EXERCISE DETAILS:
From top to bottom, return the records that follow exactly.

BEGIN

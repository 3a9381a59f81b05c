use crate::gate::Gate;
use crate::icmp::socket::TSocket;
use crate::icmp::{AddressFamily, Icmp};
use crate::session::Session;
use crate::target::TargetTable;
use std::sync::Arc;
use std::time::{Duration, Instant};

/// How the sender loop ended.
#[derive(Clone, Copy, Debug, Eq, PartialEq)]
pub(crate) enum Termination {
    /// All rounds were sent and the grace interval passed.
    CountReached,
    /// The overall timeout fired first.
    TimedOut,
    /// The gate was already closed by someone else.
    Halted,
}

#[derive(Clone, Copy, Debug)]
pub(crate) struct SendSchedule {
    pub interval: Duration,
    pub count: usize,
    pub timeout: Duration,
}

enum Wakeup {
    Tick,
    Deadline,
    Closed,
}

/// Paces the send rounds and decides when the run is over. It is the only loop that
/// closes the gate.
pub(crate) struct PingSender<S> {
    icmpv4: Arc<Icmp<S>>,
    icmpv6: Arc<Icmp<S>>,
    targets: Arc<TargetTable>,
    session: Session,
    schedule: SendSchedule,
    gate: Gate,
    debug: bool,
}

impl<S> PingSender<S>
where
    S: TSocket + 'static,
{
    pub(crate) fn new(
        icmpv4: Arc<Icmp<S>>,
        icmpv6: Arc<Icmp<S>>,
        targets: Arc<TargetTable>,
        session: Session,
        schedule: SendSchedule,
        gate: Gate,
        debug: bool,
    ) -> Self {
        PingSender { icmpv4, icmpv6, targets, session, schedule, gate, debug }
    }

    pub(crate) fn run(&self) -> Termination {
        let SendSchedule { interval, count, timeout } = self.schedule;
        let start = Instant::now();
        // Armed once. A timeout too large to represent never fires.
        let deadline = start.checked_add(timeout);
        let mut next_tick = start.checked_add(interval);
        let mut rounds = 0;
        tracing::trace!("PingSender start with count {}, interval {:?}, timeout {:?}", count, interval, timeout);

        while rounds < count {
            // A tick too far away to represent never comes, no more rounds are sent.
            if next_tick.is_none() {
                break;
            }
            match self.wait(next_tick, deadline) {
                Wakeup::Closed => return Termination::Halted,
                Wakeup::Deadline => return self.close(Termination::TimedOut),
                Wakeup::Tick => {}
            }
            self.send_round();
            rounds += 1;
            next_tick = next_tick.and_then(|tick| tick.checked_add(interval)).map(|tick| tick.max(Instant::now()));
        }

        if self.debug {
            tracing::debug!("send end after {} rounds, count {}", rounds, count);
        }
        // Grace period for trailing replies.
        match self.wait(Instant::now().checked_add(interval), deadline) {
            Wakeup::Closed => Termination::Halted,
            Wakeup::Deadline => self.close(Termination::TimedOut),
            Wakeup::Tick => self.close(Termination::CountReached),
        }
    }

    fn send_round(&self) {
        for target in self.targets.iter() {
            let icmp = match target.family() {
                AddressFamily::V4 => &self.icmpv4,
                AddressFamily::V6 => &self.icmpv6,
            };
            // Counted before the send and regardless of its result; replies are capped at `sent`.
            target.mark_sent();
            let result =
                icmp.send_echo(target.ip_addr(), self.session.identifier, target.sequence_number(), self.session.tracker);
            if let Err(e) = result {
                if self.debug {
                    tracing::debug!("failed to send echo request to {}: {}", target.address(), e);
                }
            }
        }
        tracing::trace!("PingSender round sent to {} targets", self.targets.len());
    }

    /// Waits for the earlier of `tick` and `deadline`; `None` means never. With neither
    /// there is nothing to wait for and the tick is reported right away.
    fn wait(&self, tick: Option<Instant>, deadline: Option<Instant>) -> Wakeup {
        let (until, wakeup) = match (tick, deadline) {
            (Some(tick), Some(deadline)) if deadline <= tick => (Some(deadline), Wakeup::Deadline),
            (Some(tick), _) => (Some(tick), Wakeup::Tick),
            (None, Some(deadline)) => (Some(deadline), Wakeup::Deadline),
            (None, None) => (None, Wakeup::Tick),
        };
        let closed = match until {
            Some(until) => self.gate.wait_until(until),
            None => self.gate.is_closed(),
        };
        if closed {
            Wakeup::Closed
        } else {
            wakeup
        }
    }

    fn close(&self, termination: Termination) -> Termination {
        if self.gate.close() {
            tracing::trace!("PingSender closed the gate: {:?}", termination);
            termination
        } else {
            Termination::Halted
        }
    }
}
use super::{hop_limit, new_icmp_socket, TSocket};
use crate::icmp::{AddressFamily, Ttl};
use socket2::Type;
use std::net::IpAddr;
use std::{io, time::Duration};

/// Unprivileged ICMP socket. The kernel strips the IP header and rewrites the echo
/// identifier; the hop count arrives as ancillary data.
pub(crate) struct DgramSocket {
    pub(super) socket: socket2::Socket,
}

impl DgramSocket {
    pub(crate) fn new(family: AddressFamily, read_timeout: Duration) -> Result<Self, io::Error> {
        tracing::trace!("creating {} DgramSocket", family);
        let socket = new_icmp_socket(family, Type::DGRAM, read_timeout)?;
        hop_limit::enable(&socket, family)?;
        Ok(DgramSocket { socket })
    }
}

impl TSocket for DgramSocket {
    fn send_to(&self, buf: &[u8], addr: &socket2::SockAddr) -> io::Result<usize> {
        self.socket.send_to(buf, addr)
    }

    fn recv_from(&self, buf: &mut [u8]) -> io::Result<(usize, IpAddr, Option<Ttl>)> {
        hop_limit::recv(&self.socket, buf)
    }
}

END

WRITTEN REPLY:
repository 3a9381a59f81b05c
use crate::gate::Gate;
use crate::icmp::socket::TSocket;
use crate::icmp::{AddressFamily, Icmp};
use crate::session::Session;
use crate::target::TargetTable;
use std::sync::Arc;
use std::time::{Duration, Instant};

/// How the sender loop ended.
#[derive(Clone, Copy, Debug, Eq, PartialEq)]
pub(crate) enum Termination {
    /// All rounds were sent and the grace interval passed.
    CountReached,
    /// The overall timeout fired first.
    TimedOut,
    /// The gate was already closed by someone else.
    Halted,
}

#[derive(Clone, Copy, Debug)]
pub(crate) struct SendSchedule {
    pub interval: Duration,
    pub count: usize,
    pub timeout: Duration,
}

enum Wakeup {
    Tick,
    Deadline,
    Closed,
}

/// Paces the send rounds and decides when the run is over. It is the only loop that
/// closes the gate.
pub(crate) struct PingSender<S> {
    icmpv4: Arc<Icmp<S>>,
    icmpv6: Arc<Icmp<S>>,
    targets: Arc<TargetTable>,
    session: Session,
    schedule: SendSchedule,
    gate: Gate,
    debug: bool,
}

impl<S> PingSender<S>
where
    S: TSocket + 'static,
{
    pub(crate) fn new(
        icmpv4: Arc<Icmp<S>>,
        icmpv6: Arc<Icmp<S>>,
        targets: Arc<TargetTable>,
        session: Session,
        schedule: SendSchedule,
        gate: Gate,
        debug: bool,
    ) -> Self {
        PingSender { icmpv4, icmpv6, targets, session, schedule, gate, debug }
    }

    pub(crate) fn run(&self) -> Termination {
        let SendSchedule { interval, count, timeout } = self.schedule;
        let start = Instant::now();
        // Armed once. A timeout too large to represent never fires.
        let deadline = start.checked_add(timeout);
        let mut next_tick = start.checked_add(interval);
        let mut rounds = 0;
        tracing::trace!("PingSender start with count {}, interval {:?}, timeout {:?}", count, interval, timeout);

        while rounds < count {
            // A tick too far away to represent never comes, no more rounds are sent.
            if next_tick.is_none() {
                break;
            }
            match self.wait(next_tick, deadline) {
                Wakeup::Closed => return Termination::Halted,
                Wakeup::Deadline => return self.close(Termination::TimedOut),
                Wakeup::Tick => {}
            }
            self.send_round();
            rounds += 1;
            next_tick = next_tick.and_then(|tick| tick.checked_add(interval)).map(|tick| tick.max(Instant::now()));
        }

        if self.debug {
            tracing::debug!("send end after {} rounds, count {}", rounds, count);
        }
        // Grace period for trailing replies.
        match self.wait(Instant::now().checked_add(interval), deadline) {
            Wakeup::Closed => Termination::Halted,
            Wakeup::Deadline => self.close(Termination::TimedOut),
            Wakeup::Tick => self.close(Termination::CountReached),
        }
    }

    fn send_round(&self) {
        for target in self.targets.iter() {
            let icmp = match target.family() {
                AddressFamily::V4 => &self.icmpv4,
                AddressFamily::V6 => &self.icmpv6,
            };
            // Counted before the send and regardless of its result; replies are capped at `sent`.
            target.mark_sent();
            let result =
                icmp.send_echo(target.ip_addr(), self.session.identifier, target.sequence_number(), self.session.tracker);
            if let Err(e) = result {
                if self.debug {
                    tracing::debug!("failed to send echo request to {}: {}", target.address(), e);
                }
            }
        }
        tracing::trace!("PingSender round sent to {} targets", self.targets.len());
    }

    /// Waits for the earlier of `tick` and `deadline`; `None` means never. With neither
    /// there is nothing to wait for and the tick is reported right away.
    fn wait(&self, tick: Option<Instant>, deadline: Option<Instant>) -> Wakeup {
        let (until, wakeup) = match (tick, deadline) {
            (Some(tick), Some(deadline)) if deadline <= tick => (Some(deadline), Wakeup::Deadline),
            (Some(tick), _) => (Some(tick), Wakeup::Tick),
            (None, Some(deadline)) => (Some(deadline), Wakeup::Deadline),
            (None, None) => (None, Wakeup::Tick),
        };
        let closed = match until {
            Some(until) => self.gate.wait_until(until),
            None => self.gate.is_closed(),
        };
        if closed {
            Wakeup::Closed
        } else {
            wakeup
        }
    }

    fn close(&self, termination: Termination) -> Termination {
        if self.gate.close() {
            tracing::trace!("PingSender closed the gate: {:?}", termination);
            termination
        } else {
            Termination::Halted
        }
    }
}
use super::{hop_limit, new_icmp_socket, TSocket};
use crate::icmp::{AddressFamily, Ttl};
use socket2::Type;
use std::net::IpAddr;
use std::{io, time::Duration};

/// Unprivileged ICMP socket. The kernel strips the IP header and rewrites the echo
/// identifier; the hop count arrives as ancillary data.
pub(crate) struct DgramSocket {
    pub(super) socket: socket2::Socket,
}

impl DgramSocket {
    pub(crate) fn new(family: AddressFamily, read_timeout: Duration) -> Result<Self, io::Error> {
        tracing::trace!("creating {} DgramSocket", family);
        let socket = new_icmp_socket(family, Type::DGRAM, read_timeout)?;
        hop_limit::enable(&socket, family)?;
        Ok(DgramSocket { socket })
    }
}

impl TSocket for DgramSocket {
    fn send_to(&self, buf: &[u8], addr: &socket2::SockAddr) -> io::Result<usize> {
        self.socket.send_to(buf, addr)
    }

    fn recv_from(&self, buf: &mut [u8]) -> io::Result<(usize, IpAddr, Option<Ttl>)> {
        hop_limit::recv(&self.socket, buf)
    }
}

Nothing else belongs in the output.